**** DATA SHOWN
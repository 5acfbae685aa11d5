//! Text buffer with line/character addressing.
//!
//! Positions count Unicode scalar values within a line. Positions past the
//! end of a line or of the document are clamped, never rejected.

use crate::types::{Position, Range};

/// An open document: full text, language id, and a line index.
#[derive(Debug, Clone)]
pub struct TextDocument {
    text: String,
    language_id: String,
    /// Byte offset where each line starts
    line_starts: Vec<usize>,
}

impl TextDocument {
    pub fn new(text: impl Into<String>, language_id: impl Into<String>) -> Self {
        let text = text.into();
        let line_starts = std::iter::once(0)
            .chain(text.match_indices('\n').map(|(i, _)| i + 1))
            .collect();

        Self {
            text,
            language_id: language_id.into(),
            line_starts,
        }
    }

    pub fn text(&self) -> &str {
        &self.text
    }

    pub fn language_id(&self) -> &str {
        &self.language_id
    }

    pub fn line_count(&self) -> u32 {
        self.line_starts.len() as u32
    }

    /// Byte bounds of a line, excluding its line break.
    fn line_bounds(&self, line: u32) -> Option<(usize, usize)> {
        let start = *self.line_starts.get(line as usize)?;
        let end = match self.line_starts.get(line as usize + 1) {
            Some(next) => next - 1,
            None => self.text.len(),
        };
        let end = if end > start && self.text.as_bytes()[end - 1] == b'\r' {
            end - 1
        } else {
            end
        };
        Some((start, end))
    }

    /// Text of a line without its line break; empty past the last line.
    pub fn line_text(&self, line: u32) -> &str {
        match self.line_bounds(line) {
            Some((start, end)) => &self.text[start..end],
            None => "",
        }
    }

    /// Byte offset of a position, clamped to the document.
    pub fn byte_offset(&self, position: Position) -> usize {
        let Some((start, end)) = self.line_bounds(position.line) else {
            return self.text.len();
        };
        self.text[start..end]
            .char_indices()
            .nth(position.character as usize)
            .map(|(i, _)| start + i)
            .unwrap_or(end)
    }

    /// Absolute character offset of a position.
    pub fn offset_at(&self, position: Position) -> usize {
        self.text[..self.byte_offset(position)].chars().count()
    }

    /// Position of an absolute character offset.
    pub fn position_at(&self, offset: usize) -> Position {
        let byte = self
            .text
            .char_indices()
            .nth(offset)
            .map(|(i, _)| i)
            .unwrap_or(self.text.len());
        self.position_at_byte(byte)
    }

    /// Position of a byte offset. The offset must fall on a char boundary.
    pub fn position_at_byte(&self, byte: usize) -> Position {
        let byte = byte.min(self.text.len());
        let line = self.line_starts.partition_point(|&start| start <= byte) - 1;
        let character = self.text[self.line_starts[line]..byte].chars().count();
        Position::new(line as u32, character as u32)
    }

    /// Move a position onto existing text.
    pub fn clamp(&self, position: Position) -> Position {
        self.position_at_byte(self.byte_offset(position))
    }

    /// Line text before the position.
    pub fn text_before(&self, position: Position) -> &str {
        match self.line_bounds(position.line) {
            Some((start, _)) => &self.text[start..self.byte_offset(position)],
            None => "",
        }
    }

    /// Line text after the position.
    pub fn text_after(&self, position: Position) -> &str {
        match self.line_bounds(position.line) {
            Some((_, end)) => &self.text[self.byte_offset(position)..end],
            None => "",
        }
    }

    /// All text from the start of the document to the position.
    pub fn text_until(&self, position: Position) -> &str {
        &self.text[..self.byte_offset(position)]
    }

    /// All text from the position to the end of the document.
    pub fn text_from(&self, position: Position) -> &str {
        &self.text[self.byte_offset(position)..]
    }

    pub fn text_in_range(&self, range: Range) -> &str {
        let start = self.byte_offset(range.start);
        let end = self.byte_offset(range.end).max(start);
        &self.text[start..end]
    }
}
********
WORK ORDER
Every line must be copied exactly as it stands above.

PROBLEM SOLUTION
repository 5acfbae685aa11d5
//! Text buffer with line/character addressing.
//!
//! Positions count Unicode scalar values within a line. Positions past the
//! end of a line or of the document are clamped, never rejected.

use crate::types::{Position, Range};

/// An open document: full text, language id, and a line index.
#[derive(Debug, Clone)]
pub struct TextDocument {
    text: String,
    language_id: String,
    /// Byte offset where each line starts
    line_starts: Vec<usize>,
}

impl TextDocument {
    pub fn new(text: impl Into<String>, language_id: impl Into<String>) -> Self {
        let text = text.into();
        let line_starts = std::iter::once(0)
            .chain(text.match_indices('\n').map(|(i, _)| i + 1))
            .collect();

        Self {
            text,
            language_id: language_id.into(),
            line_starts,
        }
    }

    pub fn text(&self) -> &str {
        &self.text
    }

    pub fn language_id(&self) -> &str {
        &self.language_id
    }

    pub fn line_count(&self) -> u32 {
        self.line_starts.len() as u32
    }

    /// Byte bounds of a line, excluding its line break.
    fn line_bounds(&self, line: u32) -> Option<(usize, usize)> {
        let start = *self.line_starts.get(line as usize)?;
        let end = match self.line_starts.get(line as usize + 1) {
            Some(next) => next - 1,
            None => self.text.len(),
        };
        let end = if end > start && self.text.as_bytes()[end - 1] == b'\r' {
            end - 1
        } else {
            end
        };
        Some((start, end))
    }

    /// Text of a line without its line break; empty past the last line.
    pub fn line_text(&self, line: u32) -> &str {
        match self.line_bounds(line) {
            Some((start, end)) => &self.text[start..end],
            None => "",
        }
    }

    /// Byte offset of a position, clamped to the document.
    pub fn byte_offset(&self, position: Position) -> usize {
        let Some((start, end)) = self.line_bounds(position.line) else {
            return self.text.len();
        };
        self.text[start..end]
            .char_indices()
            .nth(position.character as usize)
            .map(|(i, _)| start + i)
            .unwrap_or(end)
    }

    /// Absolute character offset of a position.
    pub fn offset_at(&self, position: Position) -> usize {
        self.text[..self.byte_offset(position)].chars().count()
    }

    /// Position of an absolute character offset.
    pub fn position_at(&self, offset: usize) -> Position {
        let byte = self
            .text
            .char_indices()
            .nth(offset)
            .map(|(i, _)| i)
            .unwrap_or(self.text.len());
        self.position_at_byte(byte)
    }

    /// Position of a byte offset. The offset must fall on a char boundary.
    pub fn position_at_byte(&self, byte: usize) -> Position {
        let byte = byte.min(self.text.len());
        let line = self.line_starts.partition_point(|&start| start <= byte) - 1;
        let character = self.text[self.line_starts[line]..byte].chars().count();
        Position::new(line as u32, character as u32)
    }

    /// Move a position onto existing text.
    pub fn clamp(&self, position: Position) -> Position {
        self.position_at_byte(self.byte_offset(position))
    }

    /// Line text before the position.
    pub fn text_before(&self, position: Position) -> &str {
        match self.line_bounds(position.line) {
            Some((start, _)) => &self.text[start..self.byte_offset(position)],
            None => "",
        }
    }

    /// Line text after the position.
    pub fn text_after(&self, position: Position) -> &str {
        match self.line_bounds(position.line) {
            Some((_, end)) => &self.text[self.byte_offset(position)..end],
            None => "",
        }
    }

    /// All text from the start of the document to the position.
    pub fn text_until(&self, position: Position) -> &str {
        &self.text[..self.byte_offset(position)]
    }

    /// All text from the position to the end of the document.
    pub fn text_from(&self, position: Position) -> &str {
        &self.text[self.byte_offset(position)..]
    }

    pub fn text_in_range(&self, range: Range) -> &str {
        let start = self.byte_offset(range.start);
        let end = self.byte_offset(range.end).max(start);
        &self.text[start..end]
    }
}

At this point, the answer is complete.